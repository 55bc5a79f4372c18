use sea_orm::entity::prelude::*;

use crate::{
    policy::{Identified, Scoped, SoftDeletable},
    query::Listable,
};

#[derive(Clone, Debug, PartialEq, Eq, DeriveEntityModel)]
#[sea_orm(table_name = "spaces")]
pub struct Model {
    #[sea_orm(primary_key)]
    pub id: i64,
    pub uuid: Uuid,
    pub workspace_id: i64,
    pub name: String,
    pub color: Option<String>,
    pub icon: Option<String>,
    pub is_private: bool,
    pub is_deleted: bool,
    pub creator_member_id: i64,
    pub created_at: DateTimeUtc,
    pub updated_at: DateTimeUtc,
}

#[derive(Copy, Clone, Debug, EnumIter, DeriveRelation)]
pub enum Relation {}

impl ActiveModelBehavior for ActiveModel {}

impl Identified for Entity {
    const NAME: &'static str = "space";

    fn id_column() -> Column {
        Column::Id
    }

    fn uuid_column() -> Column {
        Column::Uuid
    }
}

impl Scoped for Entity {
    fn workspace_column() -> Column {
        Column::WorkspaceId
    }
}

impl SoftDeletable for Entity {
    fn deleted_column() -> Column {
        Column::IsDeleted
    }

    fn updated_at_column() -> Column {
        Column::UpdatedAt
    }
}

impl Listable for Entity {
    fn search_columns() -> &'static [Column] {
        &[Column::Name]
    }

    fn sortable_columns() -> &'static [Column] {
        &[Column::Name, Column::CreatedAt, Column::UpdatedAt]
    }

    fn created_at_column() -> Column {
        Column::CreatedAt
    }
}
use sea_orm::entity::prelude::*;

use crate::{
    policy::{Identified, Scoped, SoftDeletable},
    query::Listable,
    types::MemberRole,
};

#[derive(Clone, Debug, PartialEq, Eq, DeriveEntityModel)]
#[sea_orm(table_name = "workspace_members")]
pub struct Model {
    #[sea_orm(primary_key)]
    pub id: i64,
    pub uuid: Uuid,
    pub workspace_id: i64,
    pub user_id: Uuid,
    pub display_name: String,
    pub email: Option<String>,
    pub role: MemberRole,
    pub is_deleted: bool,
    pub created_at: DateTimeUtc,
    pub updated_at: DateTimeUtc,
}

#[derive(Copy, Clone, Debug, EnumIter, DeriveRelation)]
pub enum Relation {}

impl ActiveModelBehavior for ActiveModel {}

impl Identified for Entity {
    const NAME: &'static str = "member";

    fn id_column() -> Column {
        Column::Id
    }

    fn uuid_column() -> Column {
        Column::Uuid
    }
}

impl Scoped for Entity {
    fn workspace_column() -> Column {
        Column::WorkspaceId
    }
}

impl SoftDeletable for Entity {
    fn deleted_column() -> Column {
        Column::IsDeleted
    }

    fn updated_at_column() -> Column {
        Column::UpdatedAt
    }
}

impl Listable for Entity {
    fn search_columns() -> &'static [Column] {
        &[Column::DisplayName, Column::Email]
    }

    fn sortable_columns() -> &'static [Column] {
        &[
            Column::DisplayName,
            Column::Email,
            Column::Role,
            Column::CreatedAt,
            Column::UpdatedAt,
        ]
    }

    fn created_at_column() -> Column {
        Column::CreatedAt
    }
}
****************
Exactly as written, return every line of the material.

Answer to this exercise =
repository 55bc5a79f4372c18
use sea_orm::entity::prelude::*;

use crate::{
    policy::{Identified, Scoped, SoftDeletable},
    query::Listable,
};

#[derive(Clone, Debug, PartialEq, Eq, DeriveEntityModel)]
#[sea_orm(table_name = "spaces")]
pub struct Model {
    #[sea_orm(primary_key)]
    pub id: i64,
    pub uuid: Uuid,
    pub workspace_id: i64,
    pub name: String,
    pub color: Option<String>,
    pub icon: Option<String>,
    pub is_private: bool,
    pub is_deleted: bool,
    pub creator_member_id: i64,
    pub created_at: DateTimeUtc,
    pub updated_at: DateTimeUtc,
}

#[derive(Copy, Clone, Debug, EnumIter, DeriveRelation)]
pub enum Relation {}

impl ActiveModelBehavior for ActiveModel {}

impl Identified for Entity {
    const NAME: &'static str = "space";

    fn id_column() -> Column {
        Column::Id
    }

    fn uuid_column() -> Column {
        Column::Uuid
    }
}

impl Scoped for Entity {
    fn workspace_column() -> Column {
        Column::WorkspaceId
    }
}

impl SoftDeletable for Entity {
    fn deleted_column() -> Column {
        Column::IsDeleted
    }

    fn updated_at_column() -> Column {
        Column::UpdatedAt
    }
}

impl Listable for Entity {
    fn search_columns() -> &'static [Column] {
        &[Column::Name]
    }

    fn sortable_columns() -> &'static [Column] {
        &[Column::Name, Column::CreatedAt, Column::UpdatedAt]
    }

    fn created_at_column() -> Column {
        Column::CreatedAt
    }
}
use sea_orm::entity::prelude::*;

use crate::{
    policy::{Identified, Scoped, SoftDeletable},
    query::Listable,
    types::MemberRole,
};

#[derive(Clone, Debug, PartialEq, Eq, DeriveEntityModel)]
#[sea_orm(table_name = "workspace_members")]
pub struct Model {
    #[sea_orm(primary_key)]
    pub id: i64,
    pub uuid: Uuid,
    pub workspace_id: i64,
    pub user_id: Uuid,
    pub display_name: String,
    pub email: Option<String>,
    pub role: MemberRole,
    pub is_deleted: bool,
    pub created_at: DateTimeUtc,
    pub updated_at: DateTimeUtc,
}

#[derive(Copy, Clone, Debug, EnumIter, DeriveRelation)]
pub enum Relation {}

impl ActiveModelBehavior for ActiveModel {}

impl Identified for Entity {
    const NAME: &'static str = "member";

    fn id_column() -> Column {
        Column::Id
    }

    fn uuid_column() -> Column {
        Column::Uuid
    }
}

impl Scoped for Entity {
    fn workspace_column() -> Column {
        Column::WorkspaceId
    }
}

impl SoftDeletable for Entity {
    fn deleted_column() -> Column {
        Column::IsDeleted
    }

    fn updated_at_column() -> Column {
        Column::UpdatedAt
    }
}

impl Listable for Entity {
    fn search_columns() -> &'static [Column] {
        &[Column::DisplayName, Column::Email]
    }

    fn sortable_columns() -> &'static [Column] {
        &[
            Column::DisplayName,
            Column::Email,
            Column::Role,
            Column::CreatedAt,
            Column::UpdatedAt,
        ]
    }

    fn created_at_column() -> Column {
        Column::CreatedAt
    }
}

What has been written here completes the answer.